Dans cette deuxième collaboration entre Von Sternberg et Marlene Dietrich, en 1930, quelques mois après L’Ange bleu, l’actrice réendosse les habits de chanteuse de cabaret, à Mogador cette fois, pour une production de la Paramount qui la place face à Gary Cooper. Venue au Maroc tenter sa chance dans un club de militaires, Amy Jolly tombe amoureuse d’un légionnaire volage, Tom Brown, éloigné d’elle par un jaloux, puis faussement blessé. Alarmée, elle doit choisir entre le suivre dans les tréfonds du désert et se marier à un riche Français qui la courtise.

Le sable chaud

Au-delà de l’exotisme forcé de son décors, ce film de l’ère pré-Code est teinté d’un érotisme fin et remarquable.
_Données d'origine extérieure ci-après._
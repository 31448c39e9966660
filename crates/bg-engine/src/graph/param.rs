//! Automatable unit parameters.

use bg_ir::RENDER_QUANTUM;

/// Names of every automatable parameter across unit kinds.
#[derive(Clone, Copy, Debug, PartialEq, Eq, Hash)]
pub enum ParamId {
    Gain,
    Frequency,
    Detune,
    Q,
    /// Shelf/peaking gain of a biquad, in dB.
    FilterGain,
    Pan,
    DelayTime,
    Feedback,
    Threshold,
    Knee,
    Ratio,
    Attack,
    Release,
    PlaybackRate,
    RoomSize,
    Damping,
}

#[derive(Clone, Copy, Debug, PartialEq)]
enum Curve {
    Set,
    Linear,
    Exponential,
}

#[derive(Clone, Copy, Debug, PartialEq)]
struct ParamEvent {
    time: f64,
    value: f64,
    curve: Curve,
}

/// A value with a timeline of scheduled changes.
///
/// Events are kept sorted by time. Between events the value follows the
/// curve of the *later* event: a ramp interpolates from the previous
/// event's value and time, a set holds the previous value until its time.
#[derive(Clone, Debug)]
pub struct AudioParam {
    default: f64,
    min: f64,
    max: f64,
    value: f64,
    events: Vec<ParamEvent>,
}

impl AudioParam {
    pub fn new(default: f64, min: f64, max: f64) -> Self {
        Self {
            default,
            min,
            max,
            value: default,
            events: Vec::new(),
        }
    }

    pub fn default_value(&self) -> f64 {
        self.default
    }

    /// The value used when no automation applies.
    pub fn value(&self) -> f64 {
        self.value
    }

    pub fn has_automation(&self) -> bool {
        !self.events.is_empty()
    }

    /// Set the value now, dropping all scheduled automation.
    pub fn set_value(&mut self, value: f64) {
        self.events.clear();
        self.value = self.clamp(value);
    }

    /// Restore the default value and clear automation.
    pub fn reset(&mut self) {
        self.events.clear();
        self.value = self.default;
    }

    pub fn set_value_at(&mut self, value: f64, time: f64) {
        self.insert(ParamEvent {
            time,
            value: self.clamp(value),
            curve: Curve::Set,
        });
    }

    pub fn linear_ramp_to(&mut self, value: f64, end_time: f64) {
        self.insert(ParamEvent {
            time: end_time,
            value: self.clamp(value),
            curve: Curve::Linear,
        });
    }

    /// Exponential ramp. A non-positive target is ignored and the previous
    /// value holds.
    pub fn exponential_ramp_to(&mut self, value: f64, end_time: f64) {
        if !(value > 0.0) {
            log::debug!("ignoring exponential ramp to non-positive {}", value);
            return;
        }
        self.insert(ParamEvent {
            time: end_time,
            value: self.clamp(value),
            curve: Curve::Exponential,
        });
    }

    /// Remove every event at or after `time`.
    pub fn cancel_after(&mut self, time: f64) {
        let keep = self.events.partition_point(|e| e.time < time);
        self.events.truncate(keep);
    }

    /// Smoothly move to `value` over `duration` seconds starting at `now`,
    /// replacing any later automation.
    pub fn ramp_to(&mut self, value: f64, now: f64, duration: f64) {
        let current = self.value_at(now);
        self.cancel_after(now);
        self.set_value_at(current, now);
        self.linear_ramp_to(value, now + duration.max(0.0));
    }

    /// Automation value at time `t`.
    pub fn value_at(&self, t: f64) -> f64 {
        // Index of the first event strictly after t.
        let next = self.events.partition_point(|e| e.time <= t);
        let (prev_time, prev_value) = if next == 0 {
            (0.0, self.value)
        } else {
            let e = &self.events[next - 1];
            (e.time, e.value)
        };
        let Some(e) = self.events.get(next) else {
            return prev_value;
        };
        let span = e.time - prev_time;
        if span <= 0.0 {
            return prev_value;
        }
        let pos = ((t - prev_time) / span).clamp(0.0, 1.0);
        match e.curve {
            Curve::Set => prev_value,
            Curve::Linear => prev_value + (e.value - prev_value) * pos,
            Curve::Exponential => {
                if prev_value <= 0.0 {
                    prev_value
                } else {
                    prev_value * (e.value / prev_value).powf(pos)
                }
            }
        }
    }

    /// Fill `out` with values for one render quantum starting at `t0`.
    ///
    /// Events that can no longer affect output are dropped, so the
    /// timeline stays short while a unit lives.
    pub(crate) fn render(&mut self, t0: f64, inv_rate: f64, out: &mut [f32; RENDER_QUANTUM]) {
        self.prune(t0);
        let t_end = t0 + RENDER_QUANTUM as f64 * inv_rate;
        let constant = match self.events.first() {
            None => Some(self.value),
            Some(first) if self.events.len() == 1 && first.time <= t0 => Some(first.value),
            Some(first) if first.time > t_end && first.curve == Curve::Set => Some(self.value),
            _ => None,
        };
        if let Some(v) = constant {
            out.fill(v as f32);
            return;
        }
        for (i, s) in out.iter_mut().enumerate() {
            *s = self.value_at(t0 + i as f64 * inv_rate) as f32;
        }
    }

    /// Clamp a value (including modulation) into the nominal range.
    #[inline]
    pub(crate) fn clamp(&self, value: f64) -> f64 {
        if value.is_nan() {
            return self.default;
        }
        value.clamp(self.min, self.max)
    }

    fn insert(&mut self, event: ParamEvent) {
        if !event.time.is_finite() {
            return;
        }
        let pos = self.events.partition_point(|e| e.time <= event.time);
        self.events.insert(pos, event);
    }

    /// Drop events that end before the last one at or before `t`.
    fn prune(&mut self, t: f64) {
        let at_or_before = self.events.partition_point(|e| e.time <= t);
        if at_or_before > 1 {
            self.events.drain(..at_or_before - 1);
        }
        // A lone past event is now just the value.
        if self.events.len() == 1 && self.events[0].time <= t {
            self.value = self.events[0].value;
            self.events.clear();
        }
    }
}
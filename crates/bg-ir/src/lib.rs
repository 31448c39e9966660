//! Core data model for the beatgrid step sequencer.
//!
//! This crate holds the plain records the rest of the workspace reads:
//! the arrangement and the edits applied to it, per-generator voice
//! parameters and presets, effect settings, and the planar sample buffer
//! shared by the engine and the file formats. Nothing here touches the audio graph.
//!
//! Designed to be `no_std` compatible with the `alloc` crate.

#![cfg_attr(not(feature = "std"), no_std)]

extern crate alloc;

mod arrangement;
mod audio_buffer;
mod edit;
mod effect;
mod params;
pub mod presets;
mod timing;
mod track;
mod voice;

pub use arrangement::{
    Arrangement, DEFAULT_BPM, DEFAULT_MASTER_VOLUME, DEFAULT_STEP_COUNT, MAX_BPM, MAX_STEP_COUNT,
    MIN_BPM,
};
pub use audio_buffer::{AudioBuffer, MAX_CHANNELS, RENDER_QUANTUM};
pub use edit::{Edit, PresetName};
pub use effect::{Effect, EffectKind};
pub use params::{clamp, NoiseColor, Waveform};
pub use presets::Preset;
pub use timing::{format_time, semitones_to_ratio, song_length, step_duration, BEATS_PER_BAR};
pub use track::{Track, TrackId, TrackName, MAX_TRACK_VOLUME};
pub use voice::{
    BassParams, ClapParams, GeneratorKind, HiHatParams, KickParams, NoisePadParams, SampleParams,
    SnareParams, ToneParams, VoiceParams,
};
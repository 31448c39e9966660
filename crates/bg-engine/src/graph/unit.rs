//! Graph units: kind tags, parameter tables and per-quantum processing.

use std::ops::Range;

use arrayvec::ArrayVec;
use bg_ir::{AudioBuffer, RENDER_QUANTUM};

use super::dsp::{
    self, Analyser, Biquad, Block, BufferPlayer, Compressor, DelayLine, Oscillator, Reverb,
    WaveShaper,
};
use super::param::{AudioParam, ParamId};

slotmap::new_key_type! {
    /// Generational handle to a unit in an [`AudioContext`](super::AudioContext).
    pub struct UnitKey;
}

/// Most parameters any unit kind carries (the compressor).
pub const MAX_PARAMS: usize = 5;

/// Output below this peak counts as silence when deciding whether a unit
/// with a tail still needs processing.
const SILENCE: f32 = 1e-6;

/// Processing unit types.
#[derive(Clone, Copy, Debug, PartialEq, Eq, Hash)]
pub enum UnitKind {
    Gain,
    BiquadFilter,
    WaveShaper,
    DynamicsCompressor,
    StereoPanner,
    Analyser,
    Delay,
    Reverb,
    Oscillator,
    BufferSource,
    Destination,
}

type ParamSpec = (ParamId, f64, f64, f64);

impl UnitKind {
    /// Scheduled sources start once, stop once and are never reused.
    pub fn is_source(self) -> bool {
        matches!(self, UnitKind::Oscillator | UnitKind::BufferSource)
    }

    /// `(id, default, min, max)` for every parameter, in processing order.
    fn param_specs(self) -> &'static [ParamSpec] {
        match self {
            UnitKind::Gain => &[(ParamId::Gain, 1.0, -1.0e4, 1.0e4)],
            UnitKind::BiquadFilter => &[
                (ParamId::Frequency, 350.0, 0.0, 96_000.0),
                (ParamId::Detune, 0.0, -153_600.0, 153_600.0),
                (ParamId::Q, 1.0, -770.0, 770.0),
                (ParamId::FilterGain, 0.0, -40.0, 40.0),
            ],
            UnitKind::DynamicsCompressor => &[
                (ParamId::Threshold, -24.0, -100.0, 0.0),
                (ParamId::Knee, 30.0, 0.0, 40.0),
                (ParamId::Ratio, 12.0, 1.0, 20.0),
                (ParamId::Attack, 0.003, 0.0, 1.0),
                (ParamId::Release, 0.25, 0.0, 1.0),
            ],
            UnitKind::StereoPanner => &[(ParamId::Pan, 0.0, -1.0, 1.0)],
            UnitKind::Delay => &[
                (ParamId::DelayTime, 0.0, 0.0, 10.0),
                (ParamId::Feedback, 0.0, 0.0, 0.98),
            ],
            UnitKind::Reverb => &[
                (ParamId::RoomSize, 0.5, 0.0, 1.0),
                (ParamId::Damping, 0.5, 0.0, 1.0),
            ],
            UnitKind::Oscillator => &[
                (ParamId::Frequency, 440.0, -96_000.0, 96_000.0),
                (ParamId::Detune, 0.0, -153_600.0, 153_600.0),
            ],
            UnitKind::BufferSource => &[(ParamId::PlaybackRate, 1.0, 0.0, 16.0)],
            UnitKind::WaveShaper | UnitKind::Analyser | UnitKind::Destination => &[],
        }
    }
}

/// Where a unit's output goes.
#[derive(Clone, Copy, Debug, PartialEq, Eq)]
pub enum Target {
    Unit(UnitKey),
    Param(UnitKey, ParamId),
}

pub(crate) enum Processor {
    Gain,
    Biquad(Biquad),
    WaveShaper(WaveShaper),
    Compressor(Compressor),
    Panner,
    Analyser(Analyser),
    Delay(DelayLine),
    Reverb(Reverb),
    Oscillator(Oscillator),
    BufferSource(BufferPlayer),
    Destination,
}

/// Start/stop frames of a scheduled source.
#[derive(Clone, Copy, Debug, Default)]
pub(crate) struct Schedule {
    pub start: Option<u64>,
    pub stop: Option<u64>,
}

impl Schedule {
    /// Frames of the quantum starting at `frame0` during which the source
    /// plays.
    pub fn active_range(&self, frame0: u64) -> Range<usize> {
        let Some(start) = self.start else {
            return 0..0;
        };
        let end = frame0 + RENDER_QUANTUM as u64;
        let stop = self.stop.unwrap_or(u64::MAX);
        let from = start.max(frame0);
        let to = stop.min(end);
        if from >= to {
            return 0..0;
        }
        (from - frame0) as usize..(to - frame0) as usize
    }
}

/// Timing of the quantum being rendered.
#[derive(Clone, Copy, Debug)]
pub(crate) struct Quantum {
    pub sample_rate: f64,
    pub frame0: u64,
}

pub(crate) struct Unit {
    pub kind: UnitKind,
    pub params: ArrayVec<(ParamId, AudioParam), MAX_PARAMS>,
    pub inputs: Vec<UnitKey>,
    pub param_inputs: Vec<(ParamId, UnitKey)>,
    pub outputs: Vec<Target>,
    pub processor: Processor,
    pub output: AudioBuffer,
    pub schedule: Schedule,
    /// Processed (and possibly non-silent) during the last quantum.
    pub active: bool,
    tail: usize,
    /// Kahn's algorithm scratch.
    pub pending: u32,
}

impl Unit {
    pub fn new(kind: UnitKind, sample_rate: u32) -> Self {
        let processor = match kind {
            UnitKind::Gain => Processor::Gain,
            UnitKind::BiquadFilter => Processor::Biquad(Biquad::default()),
            UnitKind::WaveShaper => Processor::WaveShaper(WaveShaper::default()),
            UnitKind::DynamicsCompressor => Processor::Compressor(Compressor::default()),
            UnitKind::StereoPanner => Processor::Panner,
            UnitKind::Analyser => Processor::Analyser(Analyser::new()),
            UnitKind::Delay => Processor::Delay(DelayLine::new(2 * sample_rate as usize)),
            UnitKind::Reverb => Processor::Reverb(Reverb::new(sample_rate as f64)),
            UnitKind::Oscillator => Processor::Oscillator(Oscillator::default()),
            UnitKind::BufferSource => Processor::BufferSource(BufferPlayer::default()),
            UnitKind::Destination => Processor::Destination,
        };
        Self {
            kind,
            params: kind
                .param_specs()
                .iter()
                .map(|&(id, default, min, max)| (id, AudioParam::new(default, min, max)))
                .collect(),
            inputs: Vec::new(),
            param_inputs: Vec::new(),
            outputs: Vec::new(),
            processor,
            output: AudioBuffer::new(2, RENDER_QUANTUM, sample_rate),
            schedule: Schedule::default(),
            active: false,
            tail: 0,
            pending: 0,
        }
    }

    pub fn param(&self, id: ParamId) -> Option<&AudioParam> {
        self.params.iter().find(|(p, _)| *p == id).map(|(_, p)| p)
    }

    pub fn param_mut(&mut self, id: ParamId) -> Option<&mut AudioParam> {
        self.params.iter_mut().find(|(p, _)| *p == id).map(|(_, p)| p)
    }

    pub fn param_index(&self, id: ParamId) -> Option<usize> {
        self.params.iter().position(|(p, _)| *p == id)
    }

    /// Restore default parameter values and clear internal state.
    pub fn reset(&mut self) {
        for (_, p) in &mut self.params {
            p.reset();
        }
        match &mut self.processor {
            Processor::Biquad(b) => b.reset(),
            Processor::WaveShaper(w) => w.reset(),
            Processor::Compressor(c) => c.reset(),
            Processor::Analyser(a) => a.reset(),
            Processor::Delay(d) => d.reset(),
            Processor::Reverb(r) => r.reset(),
            _ => {}
        }
        self.output.silence();
        self.active = false;
        self.tail = 0;
    }

    /// True once a source can make no more sound.
    pub fn is_finished(&self, frame: u64) -> bool {
        if !self.kind.is_source() {
            return false;
        }
        if let Processor::BufferSource(p) = &self.processor {
            if p.ended {
                return true;
            }
        }
        matches!(self.schedule.stop, Some(stop) if stop <= frame)
    }

    fn tail_frames(&self, sample_rate: f64) -> usize {
        match &self.processor {
            Processor::Biquad(_) => RENDER_QUANTUM,
            Processor::Delay(d) => d.max_frames(),
            Processor::Reverb(_) => (sample_rate * 0.25) as usize,
            _ => 0,
        }
    }

    /// Render one quantum. `input` is the mix of all audio inputs and
    /// `params` the resolved parameter values in [`UnitKind`] declaration order.
    pub fn process(
        &mut self,
        q: Quantum,
        input: &AudioBuffer,
        params: &[Block; MAX_PARAMS],
        input_active: bool,
    ) {
        let sr = q.sample_rate;

        if self.kind.is_source() {
            let range = self.schedule.active_range(q.frame0);
            self.output.silence();
            self.active = !range.is_empty();
            if !self.active {
                return;
            }
            match &mut self.processor {
                Processor::Oscillator(osc) => {
                    osc.process(sr, range, &params[0], &params[1], &mut self.output)
                }
                Processor::BufferSource(player) => {
                    player.process(sr, range, &params[0], &mut self.output)
                }
                _ => {}
            }
            return;
        }

        let run = input_active || self.tail > 0 || self.kind == UnitKind::Destination;
        if !run {
            if self.active {
                self.output.silence();
                if let Processor::Analyser(a) = &mut self.processor {
                    a.peak = 0.0;
                    a.rms = 0.0;
                }
                self.active = false;
            }
            return;
        }

        let out = &mut self.output;
        match &mut self.processor {
            Processor::Gain => {
                for ch in 0..2u16 {
                    let dst = out.channel_mut(ch);
                    for (i, s) in dst.iter_mut().enumerate() {
                        *s = input.sample(ch, i) * params[0][i];
                    }
                }
            }
            Processor::Biquad(b) => {
                b.process(sr, input, &params[0], &params[1], &params[2], &params[3], out)
            }
            Processor::WaveShaper(w) => w.process(input, out),
            Processor::Compressor(c) => c.process(
                sr, input, &params[0], &params[1], &params[2], &params[3], &params[4], out,
            ),
            Processor::Panner => dsp::pan(input, &params[0], out),
            Processor::Analyser(a) => a.process(input, out),
            Processor::Delay(d) => d.process(sr, input, &params[0], &params[1], out),
            Processor::Reverb(r) => r.process(input, &params[0], &params[1], out),
            Processor::Destination => out.write_at(0, input),
            Processor::Oscillator(_) | Processor::BufferSource(_) => {}
        }

        let tail = self.tail_frames(sr);
        if input_active {
            self.tail = tail;
        } else {
            self.tail = self.tail.saturating_sub(RENDER_QUANTUM);
            if tail > 0 && self.tail == 0 && self.output.peak() > SILENCE {
                self.tail = RENDER_QUANTUM;
            }
        }
        self.active = true;
    }
}
//! Edit commands for mutating an arrangement during playback.
//!
//! The controller applies each edit to its own copy and sends the same
//! value to the audio thread, so both copies stay identical (track ids
//! included, since they are handed out in order).

use arrayvec::ArrayString;

use crate::arrangement::Arrangement;
use crate::effect::Effect;
use crate::track::{TrackId, TrackName};
use crate::voice::{GeneratorKind, VoiceParams};

/// Fixed-capacity preset name.
pub type PresetName = ArrayString<32>;

/// An edit command that mutates arrangement data.
#[derive(Clone, Debug, PartialEq)]
pub enum Edit {
    /// Append a track with the default voice for `kind`.
    AddTrack {
        kind: GeneratorKind,
        name: Option<TrackName>,
    },
    RemoveTrack(TrackId),
    /// Switch generator; grid, mixer settings and effects are kept.
    SetKind(TrackId, GeneratorKind),
    /// Replace the voice record. Ignored if it is for another generator.
    SetVoice(TrackId, VoiceParams),
    ApplyPreset(TrackId, PresetName),
    SetStep {
        track: TrackId,
        index: usize,
        active: bool,
    },
    ToggleStep {
        track: TrackId,
        index: usize,
    },
    SetMute(TrackId, bool),
    SetSolo(TrackId, bool),
    SetVolume(TrackId, f64),
    SetPan(TrackId, f64),
    AddEffect(TrackId, Effect),
    RemoveEffect(TrackId, usize),
    /// Replace the effect in a slot.
    SetEffect(TrackId, usize, Effect),
    SetBpm(f64),
    SetStepCount(usize),
    SetMasterVolume(f64),
    SetMetronome(bool),
}

impl Edit {
    /// The existing track this edit touches, if any.
    pub fn track(&self) -> Option<TrackId> {
        match *self {
            Edit::RemoveTrack(id)
            | Edit::SetKind(id, _)
            | Edit::SetVoice(id, _)
            | Edit::ApplyPreset(id, _)
            | Edit::SetStep { track: id, .. }
            | Edit::ToggleStep { track: id, .. }
            | Edit::SetMute(id, _)
            | Edit::SetSolo(id, _)
            | Edit::SetVolume(id, _)
            | Edit::SetPan(id, _)
            | Edit::AddEffect(id, _)
            | Edit::RemoveEffect(id, _)
            | Edit::SetEffect(id, _, _) => Some(id),
            Edit::AddTrack { .. }
            | Edit::SetBpm(_)
            | Edit::SetStepCount(_)
            | Edit::SetMasterVolume(_)
            | Edit::SetMetronome(_) => None,
        }
    }

    /// Apply to `arrangement`.
    ///
    /// Returns false, leaving the arrangement untouched, when the edit
    /// names a track, step, effect slot or preset that does not exist.
    /// Out-of-range values are clamped, not refused.
    pub fn apply(&self, arrangement: &mut Arrangement) -> bool {
        match self {
            Edit::AddTrack { kind, name } => {
                arrangement.add_track(*kind, name.as_ref().map(|n| n.as_str()));
                true
            }
            Edit::RemoveTrack(id) => arrangement.remove_track(*id).is_some(),
            Edit::SetBpm(bpm) => {
                arrangement.set_bpm(*bpm);
                true
            }
            Edit::SetStepCount(count) => {
                arrangement.set_step_count(*count);
                true
            }
            Edit::SetMasterVolume(volume) => {
                arrangement.set_master_volume(*volume);
                true
            }
            Edit::SetMetronome(on) => {
                arrangement.metronome = *on;
                true
            }
            _ => {
                let Some(track) = self.track().and_then(|id| arrangement.track_mut(id)) else {
                    return false;
                };
                match self {
                    Edit::SetKind(_, kind) => track.set_kind(*kind),
                    Edit::SetVoice(_, voice) => {
                        if voice.kind() != track.kind() {
                            return false;
                        }
                        track.voice = voice.clone();
                        track.preset = None;
                    }
                    Edit::ApplyPreset(_, name) => return track.apply_preset(name),
                    Edit::SetStep { index, active, .. } => match track.steps.get_mut(*index) {
                        Some(step) => *step = *active,
                        None => return false,
                    },
                    Edit::ToggleStep { index, .. } => return track.toggle_step(*index).is_some(),
                    Edit::SetMute(_, muted) => track.muted = *muted,
                    Edit::SetSolo(_, solo) => track.solo = *solo,
                    Edit::SetVolume(_, volume) => track.set_volume(*volume),
                    Edit::SetPan(_, pan) => track.set_pan(*pan),
                    Edit::AddEffect(_, effect) => track.effects.push(*effect),
                    Edit::RemoveEffect(_, slot) => {
                        if *slot >= track.effects.len() {
                            return false;
                        }
                        track.effects.remove(*slot);
                    }
                    Edit::SetEffect(_, slot, effect) => match track.effects.get_mut(*slot) {
                        Some(e) => *e = *effect,
                        None => return false,
                    },
                    _ => {}
                }
                true
            }
        }
    }
}

#[cfg(test)]
mod tests {
    use super::*;
    use crate::effect::EffectKind;

    fn arrangement() -> (Arrangement, TrackId) {
        let mut arr = Arrangement::new();
        let id = arr.add_track(GeneratorKind::Snare, None);
        (arr, id)
    }

    #[test]
    fn track_edits_apply() {
        let (mut arr, id) = arrangement();
        assert!(Edit::SetStep { track: id, index: 4, active: true }.apply(&mut arr));
        assert!(Edit::ToggleStep { track: id, index: 0 }.apply(&mut arr));
        assert!(Edit::SetVolume(id, 5.0).apply(&mut arr));
        assert!(Edit::AddEffect(id, EffectKind::Delay.default_effect()).apply(&mut arr));
        let t = arr.track(id).unwrap();
        assert!(t.steps[0] && t.steps[4]);
        assert_eq!(t.volume, 2.0);
        assert_eq!(t.effects.len(), 1);
    }

    #[test]
    fn unknown_targets_are_refused() {
        let (mut arr, id) = arrangement();
        let before = arr.clone();
        assert!(!Edit::SetMute(TrackId(99), true).apply(&mut arr));
        assert!(!Edit::SetStep { track: id, index: 64, active: true }.apply(&mut arr));
        assert!(!Edit::RemoveEffect(id, 0).apply(&mut arr));
        assert!(!Edit::ApplyPreset(id, PresetName::from("No Such").unwrap()).apply(&mut arr));
        assert!(!Edit::SetVoice(id, GeneratorKind::Kick.default_params()).apply(&mut arr));
        assert_eq!(arr, before);
    }

    #[test]
    fn replayed_edits_keep_copies_identical() {
        let edits = [
            Edit::AddTrack { kind: GeneratorKind::Kick, name: None },
            Edit::AddTrack { kind: GeneratorKind::HiHat, name: TrackName::from("Hats").ok() },
            Edit::SetBpm(140.0),
            Edit::SetStepCount(32),
            Edit::RemoveTrack(TrackId(1)),
        ];
        let mut a = Arrangement::new();
        let mut b = Arrangement::new();
        for edit in &edits {
            assert!(edit.apply(&mut a));
            edit.apply(&mut b);
        }
        assert_eq!(a, b);
        assert_eq!(a.tracks.len(), 1);
        assert_eq!(a.tracks[0].name.as_str(), "Hats");
        assert_eq!(a.tracks[0].steps.len(), 32);
    }
}
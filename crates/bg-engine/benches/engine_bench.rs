//! Benchmarks for voice building and rendering.
//!
//! Run with: cargo bench -p bg-engine
//!
//! Reference timing at 44.1kHz: one 128-frame quantum is a 2.9ms deadline.
//!
//! Benchmark groups:
//!   - engine/trigger  Building one voice of each generator
//!   - engine/quantum  Rendering a quantum with a full kit sounding
//!   - export/*        Offline mixdown of a one-bar arrangement

use std::hint::black_box;

use bg_engine::{export, ExportConfig, MasterConfig, MetronomeConfig, Mixer, VoiceMakeup};
use bg_ir::{Arrangement, EffectKind, GeneratorKind};
use criterion::{criterion_group, criterion_main, BenchmarkId, Criterion};

const SR: u32 = 44100;

fn mixer() -> Mixer {
    Mixer::new(
        SR,
        &MasterConfig::default(),
        VoiceMakeup::default(),
        MetronomeConfig::default(),
        1,
    )
    .expect("master bus")
}

/// Four-on-the-floor kit: kick, snare, hats, clap and a bass line.
fn kit(effects: bool) -> Arrangement {
    let mut arr = Arrangement::new();
    let pattern: [(GeneratorKind, &[usize]); 5] = [
        (GeneratorKind::Kick, &[0, 4, 8, 12]),
        (GeneratorKind::Snare, &[4, 12]),
        (GeneratorKind::HiHat, &[0, 2, 4, 6, 8, 10, 12, 14]),
        (GeneratorKind::Clap, &[12]),
        (GeneratorKind::Bass, &[0, 3, 6, 10]),
    ];
    for (kind, steps) in pattern {
        let id = arr.add_track(kind, None);
        for &s in steps {
            arr.toggle_step(id, s);
        }
        if effects {
            if let Some(track) = arr.track_mut(id) {
                track.effects.push(EffectKind::Eq3.default_effect());
                track.effects.push(EffectKind::Delay.default_effect());
            }
        }
    }
    arr
}

fn bench_trigger(c: &mut Criterion) {
    let mut group = c.benchmark_group("engine/trigger");
    for kind in GeneratorKind::ALL {
        if kind == GeneratorKind::Sample {
            continue;
        }
        let mut arr = Arrangement::new();
        let id = arr.add_track(kind, None);
        arr.toggle_step(id, 0);
        group.bench_function(BenchmarkId::from_parameter(kind.label()), |b| {
            let mut m = mixer();
            b.iter(|| {
                black_box(m.schedule_step(&arr, 0, 0.0));
                // Keep the graph from growing without bound.
                m.render_quantum();
            });
        });
    }
    group.finish();
}

fn bench_quantum(c: &mut Criterion) {
    let mut group = c.benchmark_group("engine/quantum");
    for effects in [false, true] {
        let arr = kit(effects);
        let mut m = mixer();
        for step in 0..4 {
            m.schedule_step(&arr, step * 4, 0.0);
        }
        let label = if effects { "kit_with_effects" } else { "kit" };
        group.bench_function(label, |b| {
            b.iter(|| {
                m.render_quantum();
                black_box(m.output().peak());
            });
        });
    }
    group.finish();
}

fn bench_export(c: &mut Criterion) {
    let mut group = c.benchmark_group("export");
    group.sample_size(10);
    let config = ExportConfig {
        bars: 1,
        ..ExportConfig::default()
    };
    for effects in [false, true] {
        let arr = kit(effects);
        group.bench_with_input(BenchmarkId::new("one_bar", effects), &arr, |b, arr| {
            b.iter(|| black_box(export(arr, &config).map(|buf| buf.frames())));
        });
    }
    group.finish();
}

criterion_group!(benches, bench_trigger, bench_quantum, bench_export);
criterion_main!(benches);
L’orientalisme certain (« Hot isn’t it ? », « You can smell the desert tonight ») nourrit une atmosphère langoureuse étonnante pour l’époque. Dans un premier temps, la séduction franche des deux personnages peut amuser : « You can have it for nothing if you want », jette Marlène Dietrich à Gary Cooper les yeux dans les yeux, devant un parterre de spectateurs, parlant en réalité d’une pomme qu’elle essaye de vendre. Plus tard, elle le complimente de manière appuyée : « Your arms are so powerful. » Mais cette frontalité n’est pas que le signe d’un cinéma encore impudique, c’est aussi la caractéristique centrale d’un personnage ambivalent, à la fois solide et brisé, séducteur et séduit, qui bascule dans un amour mystérieux.

L’envoûteuse envoûtée

Désignée par le capitaine du navire qui la dépose sur les rives marocaines comme une « passagère suicide », Amy Jolly est une figure effectivement menacée de perdition. La sensualité de Dietrich, qui passe par des regards appuyés, des mouvements certains, une assurance déstabilisante en présence de son amant, devient détresse en son absence. Si la tenue d’homme qu’elle porte lors de sa première entrée en scène pourrait l’inscrire dans un rôle de femme fatale, c’est pour mieux contraster avec la panique romantique qui la déstabilise quelques scènes plus tard. Ce légionnaire aguerri aux plaisirs de la ville (« I always pay for what I get »), la regardant au contraire comme un prédateur, refuse d’avouer son amour naissant, et s’éloigne d’elle après l’avoir envoûtée. Le charme magique de l’Orient, la moiteur de cette nuit de rencontre, agit sur une Dietrich romantique et blessée, qui cherche la fuite dans la vie de cabaret, cette « légion étrangère des femmes ». Étonnante enfin, la tendresse qu’elle éprouve pour son prétendant éconduit, et la douceur avec laquelle Von Strenberg le traite.

L’inquiétude du désir

La langueur marocaine sert aussi une forme de mise en suspens du récit, en particulier dans la seconde moitié du film, comme lors de cette scène de bar, où, alors que l’on attend l’arrivée d’Amy, un air oriental emplit l’espace, un travelling arrière quitte une danseuse marocaine, découvre le public et se place sur le légionnaire gravant le nom qui occupe ses pensées sur une table. La scène dure, avant de basculer dans le grotesque : quelques secondes plus tard, découvert par elle à cette même place, une prostituée sur les genoux, il s’empresse de cacher le message, au lieu d’écarter la fille… Le procédé d’inquiétude du plan par l’atmosphère sonore atteint son paroxysme lors de la scène finale, lorsque le bruit du tambour s’éloignant, mêlé au vent du désert, et répondant ironiquement au bruit du tambour s’approchant lors de la scène d’ouverture, laisse planer le doute sur un dénouement que l’on ne saurait qualifier de tragique ou d’heureux.